Chocolate Madness was started 31 years ago by a few dedicated activists that are still involved in planning the event. It started off in a small art gallery with just a few vendors donating chocolate and has grown into a massive event with 600 attendees and over 30 vendors. It used to be completely volunteer-driven, but about 10 years ago it got so big that we had to move to the Cyclorama and have a staff person become involved in the process.

We are really excited for this year’s event—we’re going to have a pro-choice photo booth with props; beer, spirits and wine tastings, passed appetizers and a keynote speaker that we will be announcing next Tuesday at noon via social media.

Roe v. Wade was 40 years ago. What are the threats to women’s health you are working on today?

The threats to women’s health in Massachusetts are different than they are in the rest of the country. We still see the same bills filed here that they are passing in Mississippi and North Dakota—mandatory waiting periods and counseling requirements, procedure bans, etc.—and we do everything to make sure those bills don’t go anywhere.

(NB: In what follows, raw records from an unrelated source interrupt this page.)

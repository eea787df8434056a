pub const GLYPH_WIDTH: u8 = 3;
pub const GLYPH_HEIGHT: u8 = 5;

/// A 3x5 bitmap, rows stored most significant first, 3 bits per row.
#[derive(Default, Copy, Clone, PartialEq, Eq, Debug)]
pub struct Glyph {
    pub data: u16,
}

impl Glyph {
    pub fn get_bit(&self, col: u8, row: u8) -> bool {
        if col >= GLYPH_WIDTH || row >= GLYPH_HEIGHT {
            return false;
        }
        let bit_idx = (GLYPH_HEIGHT - 1 - row) * GLYPH_WIDTH + (GLYPH_WIDTH - 1 - col);
        self.data & (1u16 << bit_idx) != 0
    }
}

// For example, digit 1:
//  0 1 0  -> 010
//  1 1 0  -> 110
//  0 1 0  -> 010
//  0 1 0  -> 010
//  0 1 0  -> 010
const DIGITS_DATA: [Glyph; 10] = [
    // 0
    Glyph {
        data: 0b111_101_101_101_111,
    },
    // 1
    Glyph {
        data: 0b010_110_010_010_010,
    },
    // 2
    Glyph {
        data: 0b111_001_111_100_111,
    },
    // 3
    Glyph {
        data: 0b111_001_111_001_111,
    },
    // 4
    Glyph {
        data: 0b101_101_111_001_001,
    },
    // 5
    Glyph {
        data: 0b111_100_111_001_111,
    },
    // 6
    Glyph {
        data: 0b111_100_111_101_111,
    },
    // 7
    Glyph {
        data: 0b111_001_001_001_001,
    },
    // 8
    Glyph {
        data: 0b111_101_111_101_111,
    },
    // 9
    Glyph {
        data: 0b111_101_111_001_111,
    },
];

#[derive(Default)]
pub struct Digits([Glyph; 10]);

impl Digits {
    pub const fn new(data: [Glyph; 10]) -> Self {
        Self(data)
    }

    pub fn wrapping_at(&self, idx: u8) -> &Glyph {
        &self.0[idx as usize % 10]
    }
}

pub const DIGITS: Digits = Digits::new(DIGITS_DATA);
use crate::board::Board;
use crate::catalog::{PieceKind, Rotation};
use crate::collision::collides;
use crate::common::{SPAWN_X, SPAWN_Y};

/// A piece placed on the board: kind, rotation and the top-left corner of
/// its 4x4 box.
#[derive(Copy, Clone, PartialEq, Eq, Debug)]
pub struct Piece {
    pub kind: PieceKind,
    pub rotation: Rotation,
    pub x: i8,
    pub y: i8,
}

impl Piece {
    pub fn new(kind: PieceKind, rotation: Rotation, x: i8, y: i8) -> Self {
        Self {
            kind,
            rotation,
            x,
            y,
        }
    }

    pub fn spawned(kind: PieceKind) -> Self {
        Self::new(kind, Rotation::default(), SPAWN_X, SPAWN_Y)
    }

    /// Absolute board coordinates of the occupied cells.
    pub fn cells(&self) -> impl Iterator<Item = (i8, i8)> {
        let (x, y) = (self.x, self.y);
        self.kind
            .mask(self.rotation)
            .cells()
            .map(move |(col, row)| (x + col as i8, y + row as i8))
    }

    pub fn collides(&self, board: &Board) -> bool {
        collides(board, self.kind, self.rotation, self.x, self.y)
    }
}

/// Owns the falling piece and the next-piece preview. Every request is
/// checked against the board first; a blocked request leaves the piece as it
/// was.
pub struct Controller {
    piece: Piece,
    next: PieceKind,
}

impl Controller {
    pub fn new(current: PieceKind, next: PieceKind) -> Self {
        Self {
            piece: Piece::spawned(current),
            next,
        }
    }

    pub fn piece(&self) -> &Piece {
        &self.piece
    }

    pub fn next(&self) -> PieceKind {
        self.next
    }

    pub fn set_next(&mut self, kind: PieceKind) {
        self.next = kind;
    }

    /// Returns whether the piece moved.
    pub fn move_by(&mut self, board: &Board, dx: i8, dy: i8) -> bool {
        let x = self.piece.x + dx;
        let y = self.piece.y + dy;
        if collides(board, self.piece.kind, self.piece.rotation, x, y) {
            return false;
        }
        self.piece.x = x;
        self.piece.y = y;
        true
    }

    /// Quarter turn clockwise in place; no kicks are tried.
    pub fn rotate(&mut self, board: &Board) -> bool {
        let rotation = self.piece.rotation.next();
        if collides(board, self.piece.kind, rotation, self.piece.x, self.piece.y) {
            return false;
        }
        self.piece.rotation = rotation;
        true
    }

    /// Places `kind` at the spawn point. The piece is placed even when it
    /// overlaps, so the failed spawn stays visible; the return value tells
    /// whether the placement is legal.
    pub fn try_spawn(&mut self, board: &Board, kind: PieceKind) -> bool {
        self.piece = Piece::spawned(kind);
        !self.piece.collides(board)
    }

    /// Swaps `fresh` into the preview slot and hands back the kind it held.
    pub fn promote(&mut self, fresh: PieceKind) -> PieceKind {
        core::mem::replace(&mut self.next, fresh)
    }
}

Massachusetts is in a unique place in the country. We have a pro-choice governor and a pro-choice State House—but we only have a 10-vote majority in the House of Representatives. During the 2014 elections, we could lose all of those seats, or we could strengthen our majority. It depends how much Massachusetts voters are paying attention.

Massachusetts has the potential to really be a national leader on reproductive health access, just as we have been a national leader on equal marriage and health care access. Yet we are being surpassed by states like New York, California, Washington, Oregon and Maryland, which are passing strong pro-choice policies every year. Our last pro-choice policy was signed by the governor in 2007. Despite the fact that we have a pro-choice governor and State House, we haven’t necessarily seen leadership on a pro-choice agenda and we can do better.

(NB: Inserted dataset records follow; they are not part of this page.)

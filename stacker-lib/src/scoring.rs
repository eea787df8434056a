//! Line clearing and the score / level / gravity bookkeeping that follows a
//! lock.

use crate::board::Board;
use crate::common::{
    BASE_GRAVITY_MS, BOARD_HEIGHT, GRAVITY_STEP_MS, LINES_PER_LEVEL, MIN_GRAVITY_MS,
};

/// Points per lock, indexed by rows cleared; multiplied by the level.
pub const LINE_SCORES: [u32; 5] = [0, 100, 300, 500, 800];

/// Points for each row a piece is pushed down by hand.
pub const SOFT_DROP_SCORE: u32 = 1;

pub fn line_score(lines: u8, level: u32) -> u32 {
    LINE_SCORES
        .get(lines as usize)
        .copied()
        .unwrap_or(0)
        .saturating_mul(level)
}

pub fn level_for(lines: u32) -> u32 {
    lines / LINES_PER_LEVEL + 1
}

pub fn gravity_interval(level: u32) -> u32 {
    let slowdown = level.saturating_sub(1).saturating_mul(GRAVITY_STEP_MS);
    BASE_GRAVITY_MS.saturating_sub(slowdown).max(MIN_GRAVITY_MS)
}

/// Removes every full row, bottom to top. A row index is checked again after
/// a clear because the row that slid into it may be full as well.
pub fn clear_full_rows(board: &mut Board) -> u8 {
    let mut cleared = 0;
    let mut row = BOARD_HEIGHT;
    while row > 0 {
        if board.row_is_full(row - 1) {
            board.clear_and_shift(row - 1);
            cleared += 1;
        } else {
            row -= 1;
        }
    }
    cleared
}

/// Score, line count and the values derived from them.
#[derive(Default, Copy, Clone, PartialEq, Eq, Debug)]
pub struct Session {
    score: u32,
    lines: u32,
}

impl Session {
    pub fn score(&self) -> u32 {
        self.score
    }

    pub fn lines(&self) -> u32 {
        self.lines
    }

    pub fn level(&self) -> u32 {
        level_for(self.lines)
    }

    pub fn gravity_interval(&self) -> u32 {
        gravity_interval(self.level())
    }

    /// Books a lock that cleared `cleared` rows. Points use the level the
    /// piece was played at; the level moves up afterwards.
    pub fn record_clear(&mut self, cleared: u8) {
        if cleared == 0 {
            return;
        }
        self.score = self.score.saturating_add(line_score(cleared, self.level()));
        self.lines += cleared as u32;
    }

    pub fn record_soft_drop(&mut self) {
        self.score = self.score.saturating_add(SOFT_DROP_SCORE);
    }
}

Just last week there was a Supreme Court decision about money and politics. As a political organizer, how does that affect your job, and what side do you think it will ultimately benefit?

In a lot of my work on a local level, there are actually pretty strict limits for state representative and state senate races. Local candidates need a base line of funding, but really they need to be out knocking on doors, at community events and making phone calls in their district. So my hope in that aspect of my job won’t change much.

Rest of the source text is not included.